-- INPUT DATA follows --

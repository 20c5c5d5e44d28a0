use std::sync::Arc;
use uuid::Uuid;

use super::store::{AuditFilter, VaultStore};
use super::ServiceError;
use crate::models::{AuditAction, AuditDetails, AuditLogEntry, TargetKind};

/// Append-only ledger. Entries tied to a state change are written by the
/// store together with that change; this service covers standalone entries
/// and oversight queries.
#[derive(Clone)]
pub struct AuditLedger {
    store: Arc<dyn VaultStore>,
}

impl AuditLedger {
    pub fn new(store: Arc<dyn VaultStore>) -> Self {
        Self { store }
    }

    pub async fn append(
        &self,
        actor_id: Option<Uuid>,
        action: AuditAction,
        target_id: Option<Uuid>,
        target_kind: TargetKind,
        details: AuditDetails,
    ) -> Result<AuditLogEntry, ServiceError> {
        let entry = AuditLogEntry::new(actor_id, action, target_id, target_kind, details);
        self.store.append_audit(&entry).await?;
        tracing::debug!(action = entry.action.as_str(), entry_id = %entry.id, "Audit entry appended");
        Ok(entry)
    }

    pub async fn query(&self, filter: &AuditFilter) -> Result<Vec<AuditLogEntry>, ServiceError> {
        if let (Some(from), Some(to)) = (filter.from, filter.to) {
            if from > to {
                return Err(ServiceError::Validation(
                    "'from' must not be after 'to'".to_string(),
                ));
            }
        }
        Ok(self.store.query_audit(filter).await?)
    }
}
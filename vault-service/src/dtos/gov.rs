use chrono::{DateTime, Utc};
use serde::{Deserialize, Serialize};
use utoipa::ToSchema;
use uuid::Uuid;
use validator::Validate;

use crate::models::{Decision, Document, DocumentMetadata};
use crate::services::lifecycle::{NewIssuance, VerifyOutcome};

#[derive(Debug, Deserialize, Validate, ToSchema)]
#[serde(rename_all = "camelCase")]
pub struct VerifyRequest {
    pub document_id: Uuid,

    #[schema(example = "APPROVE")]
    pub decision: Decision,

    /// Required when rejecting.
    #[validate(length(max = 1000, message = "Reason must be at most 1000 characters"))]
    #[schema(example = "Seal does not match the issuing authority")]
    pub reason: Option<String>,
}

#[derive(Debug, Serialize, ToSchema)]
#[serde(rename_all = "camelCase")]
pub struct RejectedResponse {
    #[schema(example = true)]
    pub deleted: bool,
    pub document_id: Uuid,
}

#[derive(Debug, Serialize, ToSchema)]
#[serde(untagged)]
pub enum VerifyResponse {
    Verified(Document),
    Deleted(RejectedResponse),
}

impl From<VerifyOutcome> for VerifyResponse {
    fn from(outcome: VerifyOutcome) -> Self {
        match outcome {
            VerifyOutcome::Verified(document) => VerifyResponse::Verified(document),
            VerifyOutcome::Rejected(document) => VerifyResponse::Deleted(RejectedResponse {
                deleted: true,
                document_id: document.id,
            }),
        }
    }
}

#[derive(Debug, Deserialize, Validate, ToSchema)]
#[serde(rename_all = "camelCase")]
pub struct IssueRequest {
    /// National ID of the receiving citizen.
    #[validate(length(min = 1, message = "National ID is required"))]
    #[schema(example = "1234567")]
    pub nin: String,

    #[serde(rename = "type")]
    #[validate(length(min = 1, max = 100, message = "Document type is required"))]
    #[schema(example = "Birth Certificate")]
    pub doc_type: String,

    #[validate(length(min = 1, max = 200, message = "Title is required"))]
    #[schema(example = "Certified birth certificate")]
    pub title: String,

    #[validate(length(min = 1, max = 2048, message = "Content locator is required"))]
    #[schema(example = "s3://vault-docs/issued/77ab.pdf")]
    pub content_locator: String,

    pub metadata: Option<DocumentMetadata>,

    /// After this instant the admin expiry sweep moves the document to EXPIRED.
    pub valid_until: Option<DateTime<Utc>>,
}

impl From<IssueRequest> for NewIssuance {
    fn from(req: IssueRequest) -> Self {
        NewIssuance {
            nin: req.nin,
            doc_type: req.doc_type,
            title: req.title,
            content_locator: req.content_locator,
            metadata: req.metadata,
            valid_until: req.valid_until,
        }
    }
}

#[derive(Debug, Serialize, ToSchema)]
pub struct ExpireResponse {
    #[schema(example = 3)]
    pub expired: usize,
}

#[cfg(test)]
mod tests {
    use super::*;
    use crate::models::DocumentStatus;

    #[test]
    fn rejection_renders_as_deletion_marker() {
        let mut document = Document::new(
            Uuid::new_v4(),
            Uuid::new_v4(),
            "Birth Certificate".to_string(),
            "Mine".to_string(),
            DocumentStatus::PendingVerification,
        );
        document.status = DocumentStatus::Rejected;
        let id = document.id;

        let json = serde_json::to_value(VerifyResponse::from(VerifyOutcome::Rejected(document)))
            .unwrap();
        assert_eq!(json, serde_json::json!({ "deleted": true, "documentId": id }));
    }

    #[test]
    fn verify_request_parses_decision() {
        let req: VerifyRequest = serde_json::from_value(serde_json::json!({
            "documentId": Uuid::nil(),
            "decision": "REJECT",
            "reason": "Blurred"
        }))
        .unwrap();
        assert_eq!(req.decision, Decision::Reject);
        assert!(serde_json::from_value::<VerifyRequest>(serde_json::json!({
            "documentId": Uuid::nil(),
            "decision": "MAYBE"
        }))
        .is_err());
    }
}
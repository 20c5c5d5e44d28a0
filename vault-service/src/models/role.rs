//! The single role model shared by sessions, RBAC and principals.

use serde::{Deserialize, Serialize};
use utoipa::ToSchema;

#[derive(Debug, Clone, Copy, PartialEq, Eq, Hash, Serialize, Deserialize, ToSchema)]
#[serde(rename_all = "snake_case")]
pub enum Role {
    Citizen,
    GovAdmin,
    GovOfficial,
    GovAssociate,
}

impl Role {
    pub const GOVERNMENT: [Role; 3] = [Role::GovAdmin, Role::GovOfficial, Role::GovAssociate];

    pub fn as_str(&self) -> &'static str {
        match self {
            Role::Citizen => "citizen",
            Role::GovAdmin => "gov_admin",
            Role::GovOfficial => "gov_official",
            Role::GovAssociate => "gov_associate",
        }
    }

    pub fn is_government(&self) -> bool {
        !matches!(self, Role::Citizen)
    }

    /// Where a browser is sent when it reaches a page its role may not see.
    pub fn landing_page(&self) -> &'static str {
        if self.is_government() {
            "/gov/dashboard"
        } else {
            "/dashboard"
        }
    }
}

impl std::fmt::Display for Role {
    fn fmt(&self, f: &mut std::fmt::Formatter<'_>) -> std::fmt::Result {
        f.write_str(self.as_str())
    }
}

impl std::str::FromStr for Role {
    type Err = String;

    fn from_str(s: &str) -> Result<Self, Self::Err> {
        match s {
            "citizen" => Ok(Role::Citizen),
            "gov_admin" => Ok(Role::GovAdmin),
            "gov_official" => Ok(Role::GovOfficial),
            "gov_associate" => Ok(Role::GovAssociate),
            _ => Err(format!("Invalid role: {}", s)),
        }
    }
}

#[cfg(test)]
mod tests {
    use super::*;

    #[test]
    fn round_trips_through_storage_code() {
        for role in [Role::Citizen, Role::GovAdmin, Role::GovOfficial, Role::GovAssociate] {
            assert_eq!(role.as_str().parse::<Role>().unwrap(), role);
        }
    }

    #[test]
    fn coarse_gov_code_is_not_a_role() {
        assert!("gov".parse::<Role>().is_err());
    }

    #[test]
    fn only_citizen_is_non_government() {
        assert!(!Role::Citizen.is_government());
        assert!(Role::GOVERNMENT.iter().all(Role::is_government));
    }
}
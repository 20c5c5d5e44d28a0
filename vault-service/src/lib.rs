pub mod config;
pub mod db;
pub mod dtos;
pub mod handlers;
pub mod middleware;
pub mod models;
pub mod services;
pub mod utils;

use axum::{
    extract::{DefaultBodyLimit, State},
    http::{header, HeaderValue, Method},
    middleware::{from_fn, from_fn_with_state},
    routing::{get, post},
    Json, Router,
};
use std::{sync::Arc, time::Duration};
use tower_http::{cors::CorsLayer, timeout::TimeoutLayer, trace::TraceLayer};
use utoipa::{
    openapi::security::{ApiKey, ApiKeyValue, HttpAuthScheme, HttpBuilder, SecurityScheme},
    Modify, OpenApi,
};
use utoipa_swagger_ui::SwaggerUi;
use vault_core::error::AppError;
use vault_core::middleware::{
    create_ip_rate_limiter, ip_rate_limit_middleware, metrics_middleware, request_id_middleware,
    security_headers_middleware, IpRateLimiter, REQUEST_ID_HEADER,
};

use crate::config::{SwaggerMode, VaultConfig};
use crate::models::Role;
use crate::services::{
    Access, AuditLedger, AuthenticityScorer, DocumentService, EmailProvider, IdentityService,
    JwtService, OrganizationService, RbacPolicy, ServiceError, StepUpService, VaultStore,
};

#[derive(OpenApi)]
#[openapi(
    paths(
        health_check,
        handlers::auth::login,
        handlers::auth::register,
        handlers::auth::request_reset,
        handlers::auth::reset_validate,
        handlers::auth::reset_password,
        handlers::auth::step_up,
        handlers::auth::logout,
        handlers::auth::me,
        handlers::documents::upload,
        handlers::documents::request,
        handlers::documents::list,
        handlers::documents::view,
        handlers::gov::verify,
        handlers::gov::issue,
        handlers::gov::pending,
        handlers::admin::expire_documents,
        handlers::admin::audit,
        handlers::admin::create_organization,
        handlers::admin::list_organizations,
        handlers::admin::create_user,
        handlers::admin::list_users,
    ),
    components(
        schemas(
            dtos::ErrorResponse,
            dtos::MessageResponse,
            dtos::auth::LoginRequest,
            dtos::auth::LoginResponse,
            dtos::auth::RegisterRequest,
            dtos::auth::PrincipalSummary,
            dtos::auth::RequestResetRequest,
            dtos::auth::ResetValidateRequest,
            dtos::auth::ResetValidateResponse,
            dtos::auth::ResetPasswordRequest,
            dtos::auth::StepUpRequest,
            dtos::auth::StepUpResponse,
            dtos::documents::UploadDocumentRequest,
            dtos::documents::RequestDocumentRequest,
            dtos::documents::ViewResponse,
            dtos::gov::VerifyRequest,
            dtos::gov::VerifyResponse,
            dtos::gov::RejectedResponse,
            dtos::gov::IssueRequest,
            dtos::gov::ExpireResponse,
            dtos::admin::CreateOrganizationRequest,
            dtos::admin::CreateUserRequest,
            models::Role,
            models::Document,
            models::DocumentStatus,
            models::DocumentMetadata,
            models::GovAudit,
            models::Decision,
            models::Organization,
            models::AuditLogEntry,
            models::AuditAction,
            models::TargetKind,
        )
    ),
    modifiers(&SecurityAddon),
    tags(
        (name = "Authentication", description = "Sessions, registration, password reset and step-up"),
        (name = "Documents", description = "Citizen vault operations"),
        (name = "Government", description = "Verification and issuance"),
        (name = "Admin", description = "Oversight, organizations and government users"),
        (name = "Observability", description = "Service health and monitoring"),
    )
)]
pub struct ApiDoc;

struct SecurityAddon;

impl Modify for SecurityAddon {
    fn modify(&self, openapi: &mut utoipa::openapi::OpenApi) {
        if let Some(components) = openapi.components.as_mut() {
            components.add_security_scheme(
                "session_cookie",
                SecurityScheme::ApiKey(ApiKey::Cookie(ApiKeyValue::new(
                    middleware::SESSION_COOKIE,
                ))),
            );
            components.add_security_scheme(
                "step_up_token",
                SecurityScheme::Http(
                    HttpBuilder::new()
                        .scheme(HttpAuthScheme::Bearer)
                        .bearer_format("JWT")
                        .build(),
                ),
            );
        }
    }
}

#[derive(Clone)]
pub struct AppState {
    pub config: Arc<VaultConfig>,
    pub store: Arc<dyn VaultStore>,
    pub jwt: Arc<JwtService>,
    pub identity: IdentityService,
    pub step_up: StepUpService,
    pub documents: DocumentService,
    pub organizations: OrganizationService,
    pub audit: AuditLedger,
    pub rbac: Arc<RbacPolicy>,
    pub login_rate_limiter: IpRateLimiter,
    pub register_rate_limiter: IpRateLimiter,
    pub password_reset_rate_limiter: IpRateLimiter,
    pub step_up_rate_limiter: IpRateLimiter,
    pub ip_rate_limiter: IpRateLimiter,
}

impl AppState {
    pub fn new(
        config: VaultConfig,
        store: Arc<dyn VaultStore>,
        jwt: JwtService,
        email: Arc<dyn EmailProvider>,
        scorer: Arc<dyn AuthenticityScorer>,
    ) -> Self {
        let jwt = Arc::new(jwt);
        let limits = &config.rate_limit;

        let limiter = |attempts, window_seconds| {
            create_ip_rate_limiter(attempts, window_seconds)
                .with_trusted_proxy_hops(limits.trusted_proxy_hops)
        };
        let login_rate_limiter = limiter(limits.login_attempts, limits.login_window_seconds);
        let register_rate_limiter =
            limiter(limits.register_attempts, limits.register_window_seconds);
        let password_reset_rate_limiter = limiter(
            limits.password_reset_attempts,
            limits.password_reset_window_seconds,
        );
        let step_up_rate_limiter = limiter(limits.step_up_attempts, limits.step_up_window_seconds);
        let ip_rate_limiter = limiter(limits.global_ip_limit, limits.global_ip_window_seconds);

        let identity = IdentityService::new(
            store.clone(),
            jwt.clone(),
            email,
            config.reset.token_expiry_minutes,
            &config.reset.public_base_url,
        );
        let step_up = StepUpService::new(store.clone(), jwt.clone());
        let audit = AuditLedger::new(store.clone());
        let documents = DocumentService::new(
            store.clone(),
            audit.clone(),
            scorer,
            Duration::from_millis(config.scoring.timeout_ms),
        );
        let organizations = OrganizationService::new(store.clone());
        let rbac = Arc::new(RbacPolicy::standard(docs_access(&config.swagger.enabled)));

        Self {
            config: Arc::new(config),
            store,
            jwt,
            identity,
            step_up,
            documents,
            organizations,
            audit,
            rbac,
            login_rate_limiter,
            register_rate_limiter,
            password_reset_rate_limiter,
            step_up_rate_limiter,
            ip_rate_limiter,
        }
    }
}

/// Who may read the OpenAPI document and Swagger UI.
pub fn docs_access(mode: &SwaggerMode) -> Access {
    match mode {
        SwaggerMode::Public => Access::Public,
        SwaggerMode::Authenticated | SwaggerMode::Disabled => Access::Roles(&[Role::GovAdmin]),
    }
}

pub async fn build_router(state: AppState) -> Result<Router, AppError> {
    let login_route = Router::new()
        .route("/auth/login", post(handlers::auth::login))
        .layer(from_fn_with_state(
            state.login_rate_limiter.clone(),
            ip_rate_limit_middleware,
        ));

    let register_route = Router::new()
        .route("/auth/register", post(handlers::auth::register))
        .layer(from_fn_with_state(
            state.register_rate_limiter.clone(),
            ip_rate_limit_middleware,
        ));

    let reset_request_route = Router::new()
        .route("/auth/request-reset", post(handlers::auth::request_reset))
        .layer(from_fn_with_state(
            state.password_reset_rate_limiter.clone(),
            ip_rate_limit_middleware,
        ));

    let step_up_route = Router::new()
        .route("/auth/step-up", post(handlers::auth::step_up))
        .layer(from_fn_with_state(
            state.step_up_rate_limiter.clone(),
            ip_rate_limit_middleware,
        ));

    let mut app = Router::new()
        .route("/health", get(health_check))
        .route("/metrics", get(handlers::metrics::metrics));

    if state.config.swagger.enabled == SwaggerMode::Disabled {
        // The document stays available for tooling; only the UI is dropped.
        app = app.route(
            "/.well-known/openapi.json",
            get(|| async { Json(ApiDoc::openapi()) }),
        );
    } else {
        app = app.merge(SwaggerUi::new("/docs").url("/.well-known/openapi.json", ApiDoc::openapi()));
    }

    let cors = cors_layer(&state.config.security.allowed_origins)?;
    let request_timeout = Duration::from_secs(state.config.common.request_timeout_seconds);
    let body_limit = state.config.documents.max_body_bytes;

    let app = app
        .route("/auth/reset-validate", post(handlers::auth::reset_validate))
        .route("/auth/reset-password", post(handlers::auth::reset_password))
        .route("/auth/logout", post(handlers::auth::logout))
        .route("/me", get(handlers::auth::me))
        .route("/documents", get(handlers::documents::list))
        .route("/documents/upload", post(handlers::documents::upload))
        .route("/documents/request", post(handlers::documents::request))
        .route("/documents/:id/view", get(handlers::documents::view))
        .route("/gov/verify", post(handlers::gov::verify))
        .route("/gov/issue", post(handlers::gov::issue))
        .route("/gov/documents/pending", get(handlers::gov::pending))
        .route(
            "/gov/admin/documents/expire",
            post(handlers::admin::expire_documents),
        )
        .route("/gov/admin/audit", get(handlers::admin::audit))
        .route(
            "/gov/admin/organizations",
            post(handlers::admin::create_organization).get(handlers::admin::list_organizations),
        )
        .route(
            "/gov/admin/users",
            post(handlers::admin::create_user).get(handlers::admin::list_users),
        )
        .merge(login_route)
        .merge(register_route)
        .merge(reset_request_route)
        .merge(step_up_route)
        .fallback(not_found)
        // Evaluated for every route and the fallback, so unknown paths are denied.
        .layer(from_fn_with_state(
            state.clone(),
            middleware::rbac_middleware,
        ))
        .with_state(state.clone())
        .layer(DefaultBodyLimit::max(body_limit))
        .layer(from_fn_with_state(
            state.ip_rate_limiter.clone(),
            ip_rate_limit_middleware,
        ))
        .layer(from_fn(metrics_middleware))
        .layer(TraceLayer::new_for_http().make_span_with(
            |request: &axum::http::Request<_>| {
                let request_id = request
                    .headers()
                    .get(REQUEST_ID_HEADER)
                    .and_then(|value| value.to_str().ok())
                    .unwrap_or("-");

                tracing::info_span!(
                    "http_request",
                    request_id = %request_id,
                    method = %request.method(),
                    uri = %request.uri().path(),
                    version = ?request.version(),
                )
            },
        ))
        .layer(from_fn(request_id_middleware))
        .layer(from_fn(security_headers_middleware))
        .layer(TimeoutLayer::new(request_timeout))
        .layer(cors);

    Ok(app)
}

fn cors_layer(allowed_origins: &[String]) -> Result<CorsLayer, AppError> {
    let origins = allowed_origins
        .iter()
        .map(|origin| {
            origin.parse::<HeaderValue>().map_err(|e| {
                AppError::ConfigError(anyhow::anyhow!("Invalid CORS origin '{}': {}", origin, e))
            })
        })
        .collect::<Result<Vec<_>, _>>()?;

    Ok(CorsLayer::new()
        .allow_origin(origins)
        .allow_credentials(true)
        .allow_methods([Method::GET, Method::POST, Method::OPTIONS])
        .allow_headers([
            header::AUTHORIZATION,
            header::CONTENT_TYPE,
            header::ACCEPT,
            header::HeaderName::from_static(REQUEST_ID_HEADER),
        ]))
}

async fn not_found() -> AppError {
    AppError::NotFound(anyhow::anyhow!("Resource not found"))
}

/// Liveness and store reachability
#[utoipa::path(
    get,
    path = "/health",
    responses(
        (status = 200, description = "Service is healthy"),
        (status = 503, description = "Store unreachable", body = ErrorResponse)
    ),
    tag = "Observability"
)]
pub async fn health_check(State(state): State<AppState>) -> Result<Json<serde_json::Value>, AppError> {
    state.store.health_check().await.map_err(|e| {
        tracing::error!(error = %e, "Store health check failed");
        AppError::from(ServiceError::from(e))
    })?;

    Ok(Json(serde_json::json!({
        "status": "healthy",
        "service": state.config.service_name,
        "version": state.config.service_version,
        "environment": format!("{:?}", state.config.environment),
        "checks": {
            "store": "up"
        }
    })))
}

-- INPUT DATA concluded --

> _WHAT IS NEEDED_
Considering only the data above, return the lines in which "TraceLayer" occurs.

> _TASK RESPONSE_
use tower_http::{cors::CorsLayer, timeout::TimeoutLayer, trace::TraceLayer};
        .layer(TraceLayer::new_for_http().make_span_with(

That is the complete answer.